Vooreerst echter zal daarin wel geen verandering komen, want hoe wenschelijk ook, men klemt zich niet alleen aan het beginsel maar ook aan de zeker gebrekkige uitvoering van het constitutioneele stelsel vast, soms met een overdrijving, grooter dan die waarmee indertijd het monarchale stelsel is verdedigd en gehandhaafd, - zeker minder juist, vooral wanneer men bedenkt dat de monarchie werken heeft gewrocht, waaraan bij het constitutioneele stelsel, naar de voorloopige resultaten te oordeelen, geen denken is.
Hoe dit zij, den 8sten van de volgende maand heeft de gewone periodieke verkiezing plaats; de helft der leden van de Kamer treedt af en er is reden ditmaal veel gewicht te hechten aan de verkiezingen; kan in gewone omstandigheden reeds de verkiezing van de helft der leden licht een verschuiving van de meerderheid geven, waar, zooals dit tegenwoordig het geval is, de meerderheid afhangt van een paar stemmen, is verandering zelfs waarschijnlijk. En wij behoeven nauw te herinneren aan welke zijde de meerderheid dan zal vallen. Voor het oogenblik is zij in handen der liberalen; maar het gebruik dat zij er in de laatste jaren van hebben gemaakt, is van dien aard dat zij zoowel het vertrouwen als de geestdrift bij het volk hebben uitgebluscht, terwijl men daartegenover vindt een partij, die, speculeerend op een der werkzaamste krachten des volks, het bijgeloof, in de laatste jaren wonderen heeft verricht; de aangroeiende macht der clericalen is wereldberoemd. Ook de liberalen zullen wel willen toestemmen, dat de toestand dus ernstig is en nadere overweging gewenscht.

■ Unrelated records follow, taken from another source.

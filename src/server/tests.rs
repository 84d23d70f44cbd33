//! Tests for server construction and binding.

use std::sync::Arc;

use rstest::rstest;

use super::{Server, test_util::free_listener};
use crate::{
    config::ServerConfig,
    request::Request,
    router::{RouteError, Router, handler},
};

struct Noop;

impl Router for Noop {}

#[test]
fn new_uses_defaults_and_name() {
    let server = Server::new("lobby");
    assert_eq!(server.name(), "lobby");
    assert_eq!(server.config().port, 8999);
    assert!(server.local_addr().is_none());
    assert!(server.routes().is_empty());
}

#[test]
fn with_config_normalizes_and_renames() {
    let server = Server::with_config(
        "chat",
        ServerConfig {
            name: String::from("ignored"),
            max_worker_task_len: 0,
            ..ServerConfig::default()
        },
    );
    assert_eq!(server.name(), "chat");
    assert_eq!(server.config().max_worker_task_len, 1);
}

#[test]
fn duplicate_router_is_rejected() {
    let err = Server::new("dup")
        .add_router(1, Noop)
        .expect("first route")
        .add_router(1, handler(|_req: Request| async {}))
        .err()
        .expect("second registration fails");
    assert_eq!(err, RouteError::DuplicateRoute(1));
}

#[rstest]
#[tokio::test]
async fn binding_keeps_routes_and_reports_addr(free_listener: std::net::TcpListener) {
    let expected = free_listener.local_addr().expect("addr");
    let server = Server::new("bound")
        .add_router(3, Noop)
        .expect("route")
        .bind_listener(free_listener)
        .expect("bind");
    assert_eq!(server.local_addr(), Some(expected));
    assert_eq!(server.routes().ids(), vec![3]);
}

#[test]
fn handle_shares_the_connection_registry() {
    let server = Server::new("handles");
    let a = server.handle();
    let b = server.handle();
    assert!(Arc::ptr_eq(&a.connections(), &b.connections()));
    assert!(!a.is_stopping());
    b.stop();
    assert!(a.is_stopping());
}
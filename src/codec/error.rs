//! Error types for the wire codec.
//!
//! - [`DecodeError`]: the peer sent a malformed or oversized head, or closed the stream mid-frame.
//!   Terminates only the offending connection.
//! - [`EncodeError`]: a local caller tried to send something the wire format cannot carry. The
//!   connection is unaffected.
//! - [`CodecError`]: the error type used by the `tokio_util` codec, wrapping both of the above plus
//!   transport I/O errors.

use std::io;

use thiserror::Error;

/// Errors raised while decoding inbound frames.
#[derive(Clone, Copy, Debug, Error, PartialEq, Eq)]
pub enum DecodeError {
    /// Fewer bytes than the fixed head size were supplied.
    #[error("incomplete frame head: have {have}, need {need}")]
    IncompleteHead {
        /// Bytes available.
        have: usize,
        /// Bytes required.
        need: usize,
    },

    /// The head declared a payload longer than the configured maximum.
    #[error("frame payload exceeds max length: {size} > {max}")]
    Oversized {
        /// Payload length declared by the peer.
        size: usize,
        /// Configured maximum payload length.
        max: usize,
    },

    /// The stream ended part-way through a frame.
    #[error("connection closed mid-frame: {received} of {expected} bytes received")]
    Truncated {
        /// Bytes of the current frame received before EOF.
        received: usize,
        /// Bytes the current frame needed (head plus declared payload, when known).
        expected: usize,
    },
}

/// Errors raised while encoding outbound messages.
#[derive(Clone, Copy, Debug, Error, PartialEq, Eq)]
pub enum EncodeError {
    /// The payload is longer than the configured maximum or than `u32::MAX`.
    #[error("payload too large to encode: {size} > {max}")]
    PayloadTooLarge {
        /// Payload length supplied by the caller.
        size: usize,
        /// Largest payload the codec accepts.
        max: usize,
    },
}

/// Top-level codec error used by [`super::MessageCodec`].
#[derive(Debug, Error)]
pub enum CodecError {
    /// Inbound frame was malformed.
    #[error("decode error: {0}")]
    Decode(#[from] DecodeError),

    /// Outbound message violated a wire invariant.
    #[error("encode error: {0}")]
    Encode(#[from] EncodeError),

    /// Transport I/O failed.
    #[error("I/O error: {0}")]
    Io(#[from] io::Error),
}

impl CodecError {
    /// Whether the error came from the peer's bytes rather than the transport.
    #[must_use]
    pub fn is_protocol_violation(&self) -> bool { matches!(self, Self::Decode(_)) }
}

impl From<CodecError> for io::Error {
    fn from(err: CodecError) -> Self {
        match err {
            CodecError::Io(e) => e,
            other => io::Error::new(io::ErrorKind::InvalidData, other),
        }
    }
}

Welke is de verhouding van de Regeering in deze? Niemand zal ons verdenken van liberale antipathie tegen het hoofd van het Kabinet, den Minister Heemskerk; wij hebben zijn tweede verschijning met ingenomenheid begroet en van zijn werkzaamheid goede verwachtingen
| |
| |
gekoesterd, vooral omdat er onder de mannen, waarmee hij zich omgaf, zijn, die vertrouwen inboezemen zoowel door hun kunde als door de rechtschapenheid van hun karakter. Voor de conservatieve eigenschappen van Heemskerk hebben wij nooit veel vrees gekoesterd, terwijl zijn werkzaamheid afdoening van zaken beloofde, - hierin wellicht de tegenhanger van zijn voorganger aan Binnenlandsche Zaken. Dit karakter droeg dan ook de geheele regeering totdusver, en in 't algemeen heeft men over het tweede Kabinet Heemskerk niet te klagen wat regeeren betreft in den gewonen zin. En toch is Heemskerk - en niet zonder reden - weder de meest gewantrouwde persoon geworden. Waarom? Omdat hij in plaats van een nationale politiek te volgen en daarvoor openlijk uit te komen, zich steeds aanstelt als een dubbelzinnig man, dien men op den achtergrond de hand ziet reiken aan de Roomsche en Protestantsche clericalen ten einde met hun hulp zich staande te houden. De houding van Heemskerk in zaken van het onderwijs is zoo geheimzinnig, dat iedereen terstond zal zeggen, dat hij precies de man is om weer een wetteke in te dienen als in '68, zij 't ook ter elfder ure. De houding van de ministerieele pers, - waaronder wij de N. Arnhemsche en het Dagblad moeten brengen, - heeft ruimschoots voedsel gegeven aan dat wantrouwen en met die waarschijnlijkheid, waartoe wij bij al ons weten beperkt zijn, kunnen wij gerust zeggen, dat de heer Heemskerk, wanneer straks bij de verkiezingen eenige liberalen werden verslagen en vervangen door clericalen, tot veel in staat is en de openbare school of liever - want de naam drukt het karakter uit, - de volksschool bij hem volstrekt niet veilig. En juist omdat Heemskerk zich nooit duidelijk heeft willen uitlaten over dat punt, is hij te gevaarlijker; een vijand, die met open vizier optreedt, kunnen wij ontvangen, maar een gemaskerd man moet uit het kamp verwijderd worden; daar hooren alleen eerlijke lieden. Welke
reden Heemskerk heeft om ten tweedenmale zijn positie te verspelen, - want dat hij daarmee reeds een goed eind op weg is, zal niemand ontkennen - is moeilijk te beoordeelen.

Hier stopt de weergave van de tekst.